On that basis, the petitioner said it was “wholly unrealistic” to contemplate that he could pass through the NTE and the Open Estate in time to be assessed by the LPT in May 2019 with a fair opportunity of persuading them that he is “suitable for release”.
In terms of the European Convention on Human Rights, he relied upon the “ancillary obligation” implicit in the scheme of article 5, namely that the state is under a duty to provide an opportunity reasonable in all the circumstances for a life prisoner to rehabilitate himself and to demonstrate that he no longer presents an unacceptable danger to the public.
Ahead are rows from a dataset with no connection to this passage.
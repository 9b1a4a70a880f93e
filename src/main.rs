//! TTS Console
//!
//! Interactive console for serial-attached text-to-speech devices: type a
//! line, the device synthesizes it and streams raw PCM back over the same
//! UART, and the console plays it on the local ALSA output.
//!
//! # Usage
//!
//! ```bash
//! # Talk to a device on /dev/ttyUSB0 at the default 115200 baud
//! tts-console /dev/ttyUSB0
//!
//! # Non-default baud rate
//! tts-console /dev/ttyACM0 -b 921600
//! ```
//!
//! At the prompt, a plain line is synthesized and played; a line starting
//! with `!` is a device directive (e.g. `!1.5` sets speech speed) and
//! produces no audio; an empty line ends the session.

mod audio;
mod serial;
mod session;

use anyhow::Result;
use clap::Parser;
use colored::Colorize;
use std::io;

use audio::PcmPlayer;
use serial::{PortConfig, SerialConnection};

/// Interactive console for serial-attached TTS devices
#[derive(Parser)]
#[command(name = "tts-console")]
#[command(version = "0.1.0")]
#[command(about = "Send text to a serial TTS device and play the synthesized audio")]
struct Cli {
    /// Serial device path (e.g., /dev/ttyUSB0)
    port: String,

    /// Baud rate
    #[arg(short, long, default_value_t = serial::port::DEFAULT_BAUD)]
    baud: u32,
}

fn main() -> Result<()> {
    // Initialize logger
    env_logger::Builder::from_env(env_logger::Env::default().default_filter_or("info")).init();

    let cli = Cli::parse();

    let config = PortConfig::new(&cli.port).with_baud_rate(cli.baud);
    let mut conn = match SerialConnection::open(config) {
        Ok(conn) => conn,
        Err(e) => {
            eprintln!("{} {}", "[ERROR]".red().bold(), e);
            serial::port::print_troubleshooting();
            return Err(e.into());
        }
    };

    println!(
        "{} Connected to {} at {} baud",
        "[OK]".green().bold(),
        conn.config().port_path.white().bold(),
        conn.config().baud_rate
    );

    print_banner();

    let mut player = PcmPlayer::new("default");
    let stdin = io::stdin();
    session::run(stdin.lock(), &mut conn, &mut player)
}

/// Short usage reminder printed once per session
fn print_banner() {
    println!("{}", "=".repeat(60).dimmed());
    println!("{}", "TTS Console".cyan().bold());
    println!("Type a line to synthesize it on the device.");
    println!(
        "Lines starting with {} are device directives, e.g. {} to change speed.",
        "!".white().bold(),
        "!1.5".white().bold()
    );
    println!("Press Enter on an empty line to quit.");
    println!("{}", "=".repeat(60).dimmed());
}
Counsel submitted that a failure before tariff expiry may constitute a breach of that ancillary obligation if it remains uncorrected and if, as a result of it, a prisoner is deprived of that reasonable opportunity, and the “simple fact” was that although the SPS had put the petitioner on a waiting list it had not placed him on the appropriate course in sufficient time to enable him to progress at the appropriate speed within the appropriate timescale.
Lord Glennie accepted that the petitioner would not be in a position at the end of the punishment part of his sentence to satisfy the LPT that he no longer presents a danger to the public and is suitable for release even assuming full engagement and compliance on his part with the SCP and in the NTE and Open Estate, but he was not persuaded that this was sufficient to demonstrate a breach of the Haney duty.
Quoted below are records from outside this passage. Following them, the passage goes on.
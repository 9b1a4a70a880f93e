//! Serial port configuration and connection management
//!
//! Wraps the `serialport` crate with the fixed framing the TTS firmware
//! expects (8 data bits, no parity, one stop bit, no flow control) and a
//! bounded read timeout. A timed-out read is not a failure here: it is the
//! only end-of-utterance signal the wire protocol has.

use anyhow::{Context, Result};
use colored::Colorize;
use serialport::{ClearBuffer, DataBits, FlowControl, Parity, SerialPort, StopBits};
use std::io::{self, Read, Write};
use std::time::Duration;
use thiserror::Error;

/// Default baud rate for the TTS firmware UART
pub const DEFAULT_BAUD: u32 = 115200;

/// Bounded wait for each read; elapsing with no data means the device has
/// finished the current utterance.
pub const READ_TIMEOUT: Duration = Duration::from_millis(500);

/// Failure to establish a serial connection. Fatal, never retried.
#[derive(Debug, Error)]
pub enum ConnectionError {
    #[error("baud rate must be a positive integer")]
    InvalidBaudRate,

    #[error("failed to open serial port {path}")]
    Open {
        path: String,
        #[source]
        source: serialport::Error,
    },
}

/// Configuration for the serial link to the device
#[derive(Debug, Clone)]
pub struct PortConfig {
    /// Serial port path (e.g., /dev/ttyUSB0, /dev/ttyACM0)
    pub port_path: String,
    /// Baud rate (default: 115200)
    pub baud_rate: u32,
    /// Data bits (fixed: 8)
    pub data_bits: DataBits,
    /// Parity (fixed: none)
    pub parity: Parity,
    /// Stop bits (fixed: 1)
    pub stop_bits: StopBits,
    /// Flow control (fixed: none)
    pub flow_control: FlowControl,
    /// Read timeout
    pub timeout: Duration,
}

impl Default for PortConfig {
    fn default() -> Self {
        Self {
            port_path: String::from("/dev/ttyUSB0"),
            baud_rate: DEFAULT_BAUD,
            data_bits: DataBits::Eight,
            parity: Parity::None,
            stop_bits: StopBits::One,
            flow_control: FlowControl::None,
            timeout: READ_TIMEOUT,
        }
    }
}

impl PortConfig {
    /// Create a new configuration for the given port path
    pub fn new(port_path: &str) -> Self {
        Self {
            port_path: port_path.to_string(),
            ..Default::default()
        }
    }

    /// Set the baud rate
    pub fn with_baud_rate(mut self, baud_rate: u32) -> Self {
        self.baud_rate = baud_rate;
        self
    }

    /// Set the read timeout
    pub fn with_timeout(mut self, timeout: Duration) -> Self {
        self.timeout = timeout;
        self
    }
}

/// An open serial connection to the TTS device
pub struct SerialConnection {
    port: Box<dyn SerialPort>,
    config: PortConfig,
}

impl std::fmt::Debug for SerialConnection {
    fn fmt(&self, f: &mut std::fmt::Formatter<'_>) -> std::fmt::Result {
        f.debug_struct("SerialConnection")
            .field("config", &self.config)
            .finish_non_exhaustive()
    }
}

impl SerialConnection {
    /// Open a serial connection with the given configuration.
    ///
    /// Fails fast: a zero baud rate is rejected before the device is
    /// touched, and any driver-level open failure is fatal. A successful
    /// return always carries a fully configured, open handle.
    pub fn open(config: PortConfig) -> Result<Self, ConnectionError> {
        if config.baud_rate == 0 {
            return Err(ConnectionError::InvalidBaudRate);
        }

        let port = serialport::new(&config.port_path, config.baud_rate)
            .data_bits(config.data_bits)
            .parity(config.parity)
            .stop_bits(config.stop_bits)
            .flow_control(config.flow_control)
            .timeout(config.timeout)
            .open()
            .map_err(|source| ConnectionError::Open {
                path: config.port_path.clone(),
                source,
            })?;

        Ok(Self { port, config })
    }

    /// Get the port configuration
    pub fn config(&self) -> &PortConfig {
        &self.config
    }

    /// Write a whole buffer to the device and flush it onto the wire
    pub fn write_all(&mut self, data: &[u8]) -> Result<()> {
        self.port
            .write_all(data)
            .with_context(|| "Failed to write to serial port")?;
        self.port
            .flush()
            .with_context(|| "Failed to flush serial port")
    }

    /// Read up to `limit` bytes, blocking at most the configured timeout.
    ///
    /// Returns whatever arrived, possibly nothing. A timeout maps to an
    /// empty buffer rather than an error; callers treat it as "device
    /// idle".
    pub fn read_up_to(&mut self, limit: usize) -> Result<Vec<u8>> {
        let mut buffer = vec![0u8; limit];
        match self.port.read(&mut buffer) {
            Ok(n) => {
                buffer.truncate(n);
                Ok(buffer)
            }
            Err(ref e) if e.kind() == io::ErrorKind::TimedOut => Ok(Vec::new()),
            Err(e) => Err(e).with_context(|| "Failed to read from serial port"),
        }
    }

    /// Drop any bytes the OS has already buffered, so a previous run's
    /// leftover output cannot leak into the first read of this session
    pub fn discard_input(&mut self) -> Result<()> {
        self.port
            .clear(ClearBuffer::Input)
            .with_context(|| "Failed to clear serial input buffer")
    }
}

impl crate::session::Transport for SerialConnection {
    fn write_all(&mut self, data: &[u8]) -> Result<()> {
        SerialConnection::write_all(self, data)
    }

    fn read_up_to(&mut self, limit: usize) -> Result<Vec<u8>> {
        SerialConnection::read_up_to(self, limit)
    }

    fn discard_input(&mut self) -> Result<()> {
        SerialConnection::discard_input(self)
    }
}

/// Print detected serial ports and permission hints after a failed open
pub fn print_troubleshooting() {
    match serialport::available_ports() {
        Ok(ports) if !ports.is_empty() => {
            println!("\n{}", "Detected serial ports:".cyan().bold());
            for port in ports {
                match port.port_type {
                    serialport::SerialPortType::UsbPort(info) => {
                        println!(
                            "  {} {}",
                            port.port_name.white().bold(),
                            info.product.unwrap_or_default().dimmed()
                        );
                    }
                    _ => println!("  {}", port.port_name.white().bold()),
                }
            }
        }
        _ => {
            println!("\n{}", "No serial ports detected".yellow());
            println!("  1. Connect the device or USB-to-serial adapter");
            println!("  2. Check dmesg for connection events: dmesg | tail -20");
        }
    }
    println!("  Permission denied? Add yourself to 'dialout': sudo usermod -aG dialout $USER");
}

#[cfg(test)]
mod tests {
    use super::*;

    #[test]
    fn test_default_config() {
        let config = PortConfig::default();
        assert_eq!(config.baud_rate, 115200);
        assert_eq!(config.timeout, Duration::from_millis(500));
    }

    #[test]
    fn test_config_builder() {
        let config = PortConfig::new("/dev/ttyACM0")
            .with_baud_rate(9600)
            .with_timeout(Duration::from_secs(1));

        assert_eq!(config.port_path, "/dev/ttyACM0");
        assert_eq!(config.baud_rate, 9600);
        assert_eq!(config.timeout, Duration::from_secs(1));
    }

    #[test]
    fn test_zero_baud_is_rejected() {
        let err = SerialConnection::open(PortConfig::new("/dev/ttyUSB0").with_baud_rate(0))
            .expect_err("zero baud must not open");
        assert!(matches!(err, ConnectionError::InvalidBaudRate));
    }

    #[test]
    fn test_missing_device_fails_to_open() {
        let err = SerialConnection::open(PortConfig::new("/dev/tts-console-no-such-port"))
            .expect_err("open must fail for a missing device");
        assert!(matches!(err, ConnectionError::Open { .. }));
    }
}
“First, because other passages in the judgments in Haney make it clear that resources and the demands of other prisoners are a factor to be taken into account. And secondly because in this case there is no live challenge based on systemic failure nor any live challenge to the prioritisation policy according to which prisoners are placed on the waiting list for rehabilitative courses,” the judge explained.
In a written opinion, Lord Glennie said: “The evidence in this case does not seek to attach blame to any particular decision made by the SPS in its handling of Mr Quinn’s case. The evidence appears to suggest that the prioritisation policy, by reference to which prisoners are first put on the waiting list for rehabilitative coursework, and the pressure on places on courses such as the SCP (and in time the waiting list for the NTE) will all play their part.
“The petitioner was recommended as suitable for the SCP in September 2014 and put on the waiting list then. Had he been put on the SCP immediately thereafter, and not had to take his place on the waiting list, all might have been well. But that may be a problem of resources.
“Had he been put on the waiting list earlier, again he might have been found a place on the SCP by now and again all might have been well. But that is a function of the prioritisation policy.
“As I have been at pains to point out, these are not matters which arise at this second hearing. Criticism of alleged systemic failures affecting the availability of rehabilitative coursework and of the respondents’ prioritisation policy have been rejected.”